School Administration Concerns on Getting Started

Food kit in a zip lock bag. Some administrations have concerns on getting started with distributing the kits.

From time to time, school administrations have concerns on getting started with Weekend Survival Kits (WSK). They may see the Weekend Survival Kits program as more work to an already busy day/week – seeing challenges to the on-boarding process. Interested schools should know we have structured our delivery program so that we are only coming to the school with kits twice a month. Each kit is packed with enough basics to cover two weekends.

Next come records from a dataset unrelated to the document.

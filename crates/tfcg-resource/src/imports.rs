use indexmap::IndexMap;
use tfcg_core::spec::{AssociatedExternalType, Import};

pub const TYPES_IMPORT: &str = "github.com/hashicorp/terraform-plugin-framework/types";
pub const BASETYPES_IMPORT: &str = "github.com/hashicorp/terraform-plugin-framework/types/basetypes";
pub const ATTR_IMPORT: &str = "github.com/hashicorp/terraform-plugin-framework/attr";
pub const DIAG_IMPORT: &str = "github.com/hashicorp/terraform-plugin-framework/diag";
pub const VALIDATOR_IMPORT: &str = "github.com/hashicorp/terraform-plugin-framework/schema/validator";
pub const PLAN_MODIFIER_IMPORT: &str =
    "github.com/hashicorp/terraform-plugin-framework/resource/schema/planmodifier";
pub const SCHEMA_IMPORT: &str = "github.com/hashicorp/terraform-plugin-framework/resource/schema";
pub const BOOL_DEFAULT_IMPORT: &str =
    "github.com/hashicorp/terraform-plugin-framework/resource/schema/booldefault";
pub const FLOAT64_DEFAULT_IMPORT: &str =
    "github.com/hashicorp/terraform-plugin-framework/resource/schema/float64default";
pub const INT64_DEFAULT_IMPORT: &str =
    "github.com/hashicorp/terraform-plugin-framework/resource/schema/int64default";
pub const STRING_DEFAULT_IMPORT: &str =
    "github.com/hashicorp/terraform-plugin-framework/resource/schema/stringdefault";
pub const TFTYPES_IMPORT: &str = "github.com/hashicorp/terraform-plugin-go/tftypes";
pub const CONTEXT_IMPORT: &str = "context";
pub const FMT_IMPORT: &str = "fmt";

/// An ordered set of imports keyed by path. The first insertion of a path wins.
#[derive(Debug, Clone, Default, PartialEq, Eq)]
pub struct Imports {
    imports: IndexMap<String, Import>,
}

impl Imports {
    pub fn new() -> Self {
        Self::default()
    }

    /// Add a single import, ignoring it if the path is already present or empty.
    pub fn with(mut self, import: Import) -> Self {
        if !import.path.is_empty() && !self.imports.contains_key(&import.path) {
            self.imports.insert(import.path.clone(), import);
        }
        self
    }

    pub fn with_path(self, path: &str) -> Self {
        self.with(Import::new(path))
    }

    /// Set union preserving the receiver's order, then `other`'s.
    pub fn union(self, other: Imports) -> Self {
        other.imports.into_values().fold(self, Imports::with)
    }

    pub fn all(&self) -> Vec<&Import> {
        self.imports.values().collect()
    }

    pub fn contains(&self, path: &str) -> bool {
        self.imports.contains_key(path)
    }

    pub fn is_empty(&self) -> bool {
        self.imports.is_empty()
    }

    pub fn len(&self) -> usize {
        self.imports.len()
    }

    /// Only the imports whose package is referenced in `body`.
    pub fn referenced_in(&self, body: &str) -> Imports {
        self.imports
            .values()
            .filter(|import| {
                let used = is_referenced(import, body);
                if !used {
                    log::debug!("dropping unreferenced import {}", import.path);
                }
                used
            })
            .cloned()
            .collect()
    }

    /// Imports sorted by path, the order a Go import block is written in.
    pub fn sorted(&self) -> Vec<&Import> {
        let mut sorted = self.all();
        sorted.sort_by(|a, b| a.path.cmp(&b.path));
        sorted
    }
}

impl FromIterator<Import> for Imports {
    fn from_iter<I: IntoIterator<Item = Import>>(iter: I) -> Self {
        iter.into_iter().fold(Imports::new(), Imports::with)
    }
}

/// Render a single import line for a Go import block.
pub fn import_line(import: &Import) -> String {
    match &import.alias {
        Some(alias) => format!("{alias} \"{}\"", import.path),
        None => format!("\"{}\"", import.path),
    }
}

/// The identifier Go code uses for an imported package: the alias, or the last path
/// segment with any major-version suffix removed.
pub fn package_name(import: &Import) -> &str {
    if let Some(alias) = &import.alias {
        return alias;
    }
    let mut segments = import.path.rsplit('/');
    let last = segments.next().unwrap_or_default();
    let name = if is_major_version(last) {
        segments.next().unwrap_or(last)
    } else {
        last
    };
    match name.rsplit_once(".v") {
        Some((base, version)) if is_version_number(version) => base,
        _ => name,
    }
}

/// Whether `body` refers to the import's package as `<name>.`. Blank and dot imports,
/// and packages whose name cannot be derived from the path, are always kept.
pub fn is_referenced(import: &Import, body: &str) -> bool {
    let name = package_name(import);
    if name == "_" || name == "." || !name.chars().all(is_identifier_char) {
        return true;
    }
    let qualifier = format!("{name}.");
    body.match_indices(&qualifier).any(|(at, _)| {
        body[..at]
            .chars()
            .next_back()
            .is_none_or(|c| !is_identifier_char(c))
    })
}

fn is_identifier_char(c: char) -> bool {
    c.is_ascii_alphanumeric() || c == '_'
}

fn is_major_version(segment: &str) -> bool {
    segment
        .strip_prefix('v')
        .is_some_and(is_version_number)
}

fn is_version_number(s: &str) -> bool {
    !s.is_empty() && s.chars().all(|c| c.is_ascii_digit())
}

/// Imports needed by generated `To`/`From` conversion functions.
pub fn associated_external_type_imports() -> Imports {
    Imports::new()
        .with_path(BASETYPES_IMPORT)
        .with_path(ATTR_IMPORT)
        .with_path(TFTYPES_IMPORT)
        .with_path(DIAG_IMPORT)
        .with_path(FMT_IMPORT)
        .with_path(CONTEXT_IMPORT)
}

/// The conversion bundle followed by the external type's own import, or nothing
/// when no external type is associated.
pub fn external_type_imports(external: Option<&AssociatedExternalType>) -> Imports {
    match external {
        Some(external) => associated_external_type_imports()
            .union(external.import.clone().into_iter().collect()),
        None => Imports::new(),
    }
}

/// Imports needed by a generated `<Name>Type`/`<Name>Value` pair.
pub fn custom_type_value_imports() -> Imports {
    Imports::new()
        .with_path(TYPES_IMPORT)
        .with_path(BASETYPES_IMPORT)
        .with_path(ATTR_IMPORT)
        .with_path(DIAG_IMPORT)
        .with_path(TFTYPES_IMPORT)
        .with_path(CONTEXT_IMPORT)
        .with_path(FMT_IMPORT)
}

#[cfg(test)]
mod tests {
    use super::*;

    fn paths(imports: &Imports) -> Vec<&str> {
        imports.all().iter().map(|i| i.path.as_str()).collect()
    }

    #[test]
    fn test_dedup_keeps_first() {
        let imports = Imports::new()
            .with(Import {
                path: "example.com/a".to_string(),
                alias: Some("first".to_string()),
            })
            .with(Import {
                path: "example.com/a".to_string(),
                alias: Some("second".to_string()),
            });
        assert_eq!(imports.len(), 1);
        assert_eq!(imports.all()[0].alias.as_deref(), Some("first"));
    }

    #[test]
    fn test_union_preserves_order() {
        let left = Imports::new().with_path("b").with_path("a");
        let right = Imports::new().with_path("a").with_path("c");
        assert_eq!(paths(&left.union(right)), vec!["b", "a", "c"]);
    }

    #[test]
    fn test_external_type_imports_bundle_first() {
        let external = AssociatedExternalType {
            import: Some(Import::new("example.com/apisdk")),
            type_: "*apisdk.Thing".to_string(),
        };
        let imports = external_type_imports(Some(&external));
        assert_eq!(paths(&imports)[0], BASETYPES_IMPORT);
        assert_eq!(paths(&imports).last(), Some(&"example.com/apisdk"));
        assert!(external_type_imports(None).is_empty());
    }

    #[test]
    fn test_package_name() {
        assert_eq!(package_name(&Import::new(BASETYPES_IMPORT)), "basetypes");
        assert_eq!(package_name(&Import::new("github.com/example/sdk/v2")), "sdk");
        assert_eq!(package_name(&Import::new("gopkg.in/yaml.v3")), "yaml");
        let aliased = Import {
            path: "example.com/apisdk".to_string(),
            alias: Some("sdk".to_string()),
        };
        assert_eq!(package_name(&aliased), "sdk");
    }

    #[test]
    fn test_referenced_in_drops_unused() {
        let imports = Imports::new()
            .with_path(TYPES_IMPORT)
            .with_path(BASETYPES_IMPORT)
            .with_path(FMT_IMPORT)
            .with_path(CONTEXT_IMPORT);
        let body = "func F(ctx context.Context) basetypes.StringValue {}";
        assert_eq!(
            paths(&imports.referenced_in(body)),
            vec![BASETYPES_IMPORT, CONTEXT_IMPORT]
        );
    }

    #[test]
    fn test_blank_import_kept() {
        let blank = Import {
            path: "example.com/driver".to_string(),
            alias: Some("_".to_string()),
        };
        assert!(is_referenced(&blank, ""));
        assert!(!is_referenced(&Import::new(FMT_IMPORT), "fmtx.Println()"));
    }

    #[test]
    fn test_empty_path_ignored() {
        let imports = Imports::new().with_path("");
        assert!(imports.is_empty());
    }

    #[test]
    fn test_sorted_and_import_line() {
        let imports: Imports = vec![
            Import::new(FMT_IMPORT),
            Import {
                path: "example.com/apisdk".to_string(),
                alias: Some("sdk".to_string()),
            },
            Import::new(CONTEXT_IMPORT),
        ]
        .into_iter()
        .collect();
        let lines: Vec<String> = imports.sorted().into_iter().map(import_line).collect();
        assert_eq!(
            lines,
            vec!["\"context\"", "sdk \"example.com/apisdk\"", "\"fmt\""]
        );
    }
}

Another perceived big challenge is getting the USDA proxy form signed by parents or guardians. This is essentially another permission slip. Some schools may be concerned about being too intrusive to the families in need. Other programs might not require this proxy form; however, our organization has received a certification from the United State Department of Agriculture (USDA). That certification is a good thing – making it possible for us to purchase food from the Feeding America network of Food Banks at an extremely favorable rate. This enhances our ability to say yes to more schools, and more kids.

There is more good news. When a school has more than 85% of kids enrolled that qualify for the federal free and reduced-price lunch and/or breakfast programs, there is no requirement to get the proxy forms signed. The need is assumed and parents or guardians will only have to opt-out if they are able to adequately cover the nutritional needs of their school-aged children over the weekend.

Logistics Concerns on Getting Started

Some schools will also have concerns about the logistics of receiving and distributing the kits. For some it is a concern about confidentiality for the participating students, for others it is simply the work of getting the kits distributed in a fast and efficient manner. If this is a school new to this process we can help them by sharing what has worked for other schools. Depending on the school, our volunteer teams can even help with the distribution process in the school building and make short work of the process.

When we begin a new relationship with a school we try to reassure the personnel that WSK is not there to create more work. We are on the same team with the same goal. The teachers of the students who qualify know the importance of the food and can point to the challenges to learn that kids that come to school hungry face. Remember, WSK is filling the gap left by the federal school lunch and breakfast programs by mobilizing local communities/schools to raise the funds necessary to purchase, package and deliver the food for the Weekend Survival Kits.